Blog GreyPridedossier
Petite chronique inattendue d'une vieillesse sans tabou
Gustave Courbet • Le sommeil • Petit palais
publié le 15 août 2019 à 13h26
(mis à jour le 19 août 2019 à 11h46)

Dans la pénombre de la chambre, un rayon de soleil passe à travers les persiennes baissées. Charles, la tête légèrement en arrière, repose assis contre la tête de lit, son corps allongé nonchalamment.

Un léger sourire flotte sur son visage, paupières baissées, le corps détendu, il tient l’épaule de Gisèle. Blottie sur son torse, sa main tendue vers les cheveux de Charles, elle caresse délicatement son cou.

Madeleine est de l’autre côté, sa tête repose, les cheveux défaits, sur son ventre ; elle ne pèse pas lourd... Ils ne bougent presque pas, elle joue de ses doigts avec les rayons de soleil pour dessiner des formes changeantes sur le sol.

Du trio émane un sentiment d’apaisement, de tranquillité, de sensualité.

La pièce baignée d’une lumière dorée, ressemble à un tableau oriental dans les appartements privés d’un pacha turc. Courtisanes, légèrement vêtues, cheveux tombants, dans la torpeur d’une journée d’été.

Embellis par cette ambiance, je ne vois plus leurs corps disloqués par la vieillesse, leurs vêtements mal enfilés et usés par le temps. Non, ce que je ressens n’est que calme, douceur et beauté.

Je referme lentement la porte qui était restée entre-ouverte ; je me sens un peu coupable de ce regard indiscret sur ce tableau d’une rare intimité.

La transition est brutale, de l’orient je passe à l’ambiance aseptisée de ces couloirs aux couleurs fades.
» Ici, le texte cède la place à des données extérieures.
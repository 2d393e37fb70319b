//! Typed ID definitions for dispatch entities.
//!
//! Requesters and operators are external identities; the engine only stores
//! and compares their ids.

pub use super::id::{Id, V4, V7};

// ============================================================================
// Entity marker types
// ============================================================================

/// Marker type for the person who raised an emergency request.
pub struct Requester;

/// Marker type for a responder unit (ambulance).
pub struct Responder;

/// Marker type for a dispatch operator / admin.
pub struct Operator;

/// Marker type for emergency requests (dispatch sessions).
pub struct EmergencyRequest;

/// Marker type for hospitals known to the recommendation service.
pub struct Hospital;

// ============================================================================
// Type aliases - the primary API
// ============================================================================

pub type RequesterId = Id<Requester>;

pub type ResponderId = Id<Responder>;

pub type OperatorId = Id<Operator>;

pub type RequestId = Id<EmergencyRequest>;

pub type HospitalId = Id<Hospital>;
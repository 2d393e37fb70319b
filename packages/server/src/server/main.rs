// Main entry point for the dispatch server

use std::sync::Arc;
use std::time::Duration;

use anyhow::{Context, Result};
use dispatch_core::domains::dispatch::SessionManager;
use dispatch_core::domains::gateway::EventGateway;
use dispatch_core::domains::geo_index::PresenceGeoIndex;
use dispatch_core::domains::presence::PresenceTracker;
use dispatch_core::kernel::{
    BaseDispatchStore, BaseRouteProvider, DispatchDeps, InMemoryDispatchStore,
    InMemoryHospitalDirectory, OpenRouteServiceClient, PostgresDispatchStore,
};
use dispatch_core::server::{build_app, AppState};
use dispatch_core::Config;
use sqlx::postgres::PgPoolOptions;
use tracing_subscriber::{layer::SubscriberExt, util::SubscriberInitExt};

#[tokio::main]
async fn main() -> Result<()> {
    // Initialize logging
    tracing_subscriber::registry()
        .with(
            tracing_subscriber::EnvFilter::try_from_default_env()
                .unwrap_or_else(|_| "info,dispatch_core=debug,sqlx=warn".into()),
        )
        .with(tracing_subscriber::fmt::layer())
        .init();

    tracing::info!("Starting dispatch server");

    // Load configuration
    let config = Config::from_env().context("Failed to load configuration")?;
    tracing::info!("Configuration loaded");

    // Store: Postgres when configured, in-memory otherwise
    let (store, db_pool): (Arc<dyn BaseDispatchStore>, _) = match &config.database_url {
        Some(url) => {
            tracing::info!("Connecting to database...");
            let pool = PgPoolOptions::new()
                .max_connections(10)
                .connect(url)
                .await
                .context("Failed to connect to database")?;
            tracing::info!("Database connected");

            tracing::info!("Running database migrations...");
            sqlx::migrate!("./migrations")
                .run(&pool)
                .await
                .context("Failed to run migrations")?;
            tracing::info!("Migrations complete");

            (Arc::new(PostgresDispatchStore::new(pool.clone())), Some(pool))
        }
        None => {
            tracing::warn!("DATABASE_URL not set, using in-memory store");
            (Arc::new(InMemoryDispatchStore::new()), None)
        }
    };

    // Route provider (optional; straight-line estimates without it)
    let route_provider: Option<Arc<dyn BaseRouteProvider>> = match &config.ors_api_key {
        Some(key) => Some(Arc::new(OpenRouteServiceClient::new(
            key.clone(),
            config.ors_base_url.clone(),
            config.dispatch.dependency_timeout,
        )?)),
        None => {
            tracing::warn!("ORS_API_KEY not set, ETAs use straight-line estimates");
            None
        }
    };

    // Hospital directory
    let hospitals = match &config.hospitals_file {
        Some(path) => {
            let raw = tokio::fs::read_to_string(path)
                .await
                .with_context(|| format!("Failed to read hospitals file {}", path))?;
            InMemoryHospitalDirectory::from_json(&raw)
                .with_context(|| format!("Failed to parse hospitals file {}", path))?
        }
        None => InMemoryHospitalDirectory::new(Vec::new()),
    };
    tracing::info!(count = hospitals.len(), "Hospital directory loaded");

    let presence = Arc::new(PresenceTracker::new());
    let gateway = EventGateway::default();
    let deps = DispatchDeps::new(
        store,
        Arc::new(PresenceGeoIndex::new(presence.clone())),
        route_provider,
        Arc::new(hospitals),
        presence,
        gateway.clone(),
        config.dispatch.clone(),
    );

    let sessions = SessionManager::new(deps);
    let restored = sessions
        .restore()
        .await
        .context("Failed to restore dispatch state")?;
    tracing::info!(
        responders = restored.responders,
        searching = restored.searching,
        "restored dispatch state"
    );

    // Drop stream channels nobody listens to any more
    let hub = gateway.hub().clone();
    tokio::spawn(async move {
        let mut interval = tokio::time::interval(Duration::from_secs(60));
        loop {
            interval.tick().await;
            let removed = hub.cleanup().await;
            if removed > 0 {
                tracing::debug!(removed, "stream topics cleaned up");
            }
        }
    });

    // Build application
    let app = build_app(
        AppState::new(sessions.clone(), db_pool),
        &config.allowed_origins,
    );

    // Start server
    let addr = format!("0.0.0.0:{}", config.port);
    tracing::info!("Starting server on {}", addr);
    tracing::info!("Health check: http://localhost:{}/health", config.port);

    let listener = tokio::net::TcpListener::bind(&addr)
        .await
        .context("Failed to bind to address")?;

    axum::serve(listener, app)
        .with_graceful_shutdown(async {
            let _ = tokio::signal::ctrl_c().await;
            tracing::info!("Shutdown signal received");
        })
        .await
        .context("Server error")?;

    sessions.shutdown().await;
    Ok(())
}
Lumière artificielle, linos brillants gris clair, qui me rappellent à la réalité de mon travail.

Je me presse, cet arrêt improvisé m’a mise en retard. Nous sommes une poignée d’aides soignantes à connaître les aventures de Charles et à couvrir les allées et venues dans sa chambre, la numéro 8. Il faut rester discret, les familles n’apprécieraient sans doute pas.

Quand on parle du diable... j’aperçois dans le hall d’accueil la fille de Monsieur Charles accompagnée d’un jeune adolescent.

Je fais signe à Sylvie, une de mes collègues, et lui glisse à l’oreille :

- Regarde qui arrive, plan rouge pour la 8.

Je remonte quatre à quatre les marches pour rejoindre la chambre, embarque avec moi Clotilde pour m’aider et pendant ce temps, Sylvie va trouver un prétexte pour différer de quelques minutes l’arrivée de la famille...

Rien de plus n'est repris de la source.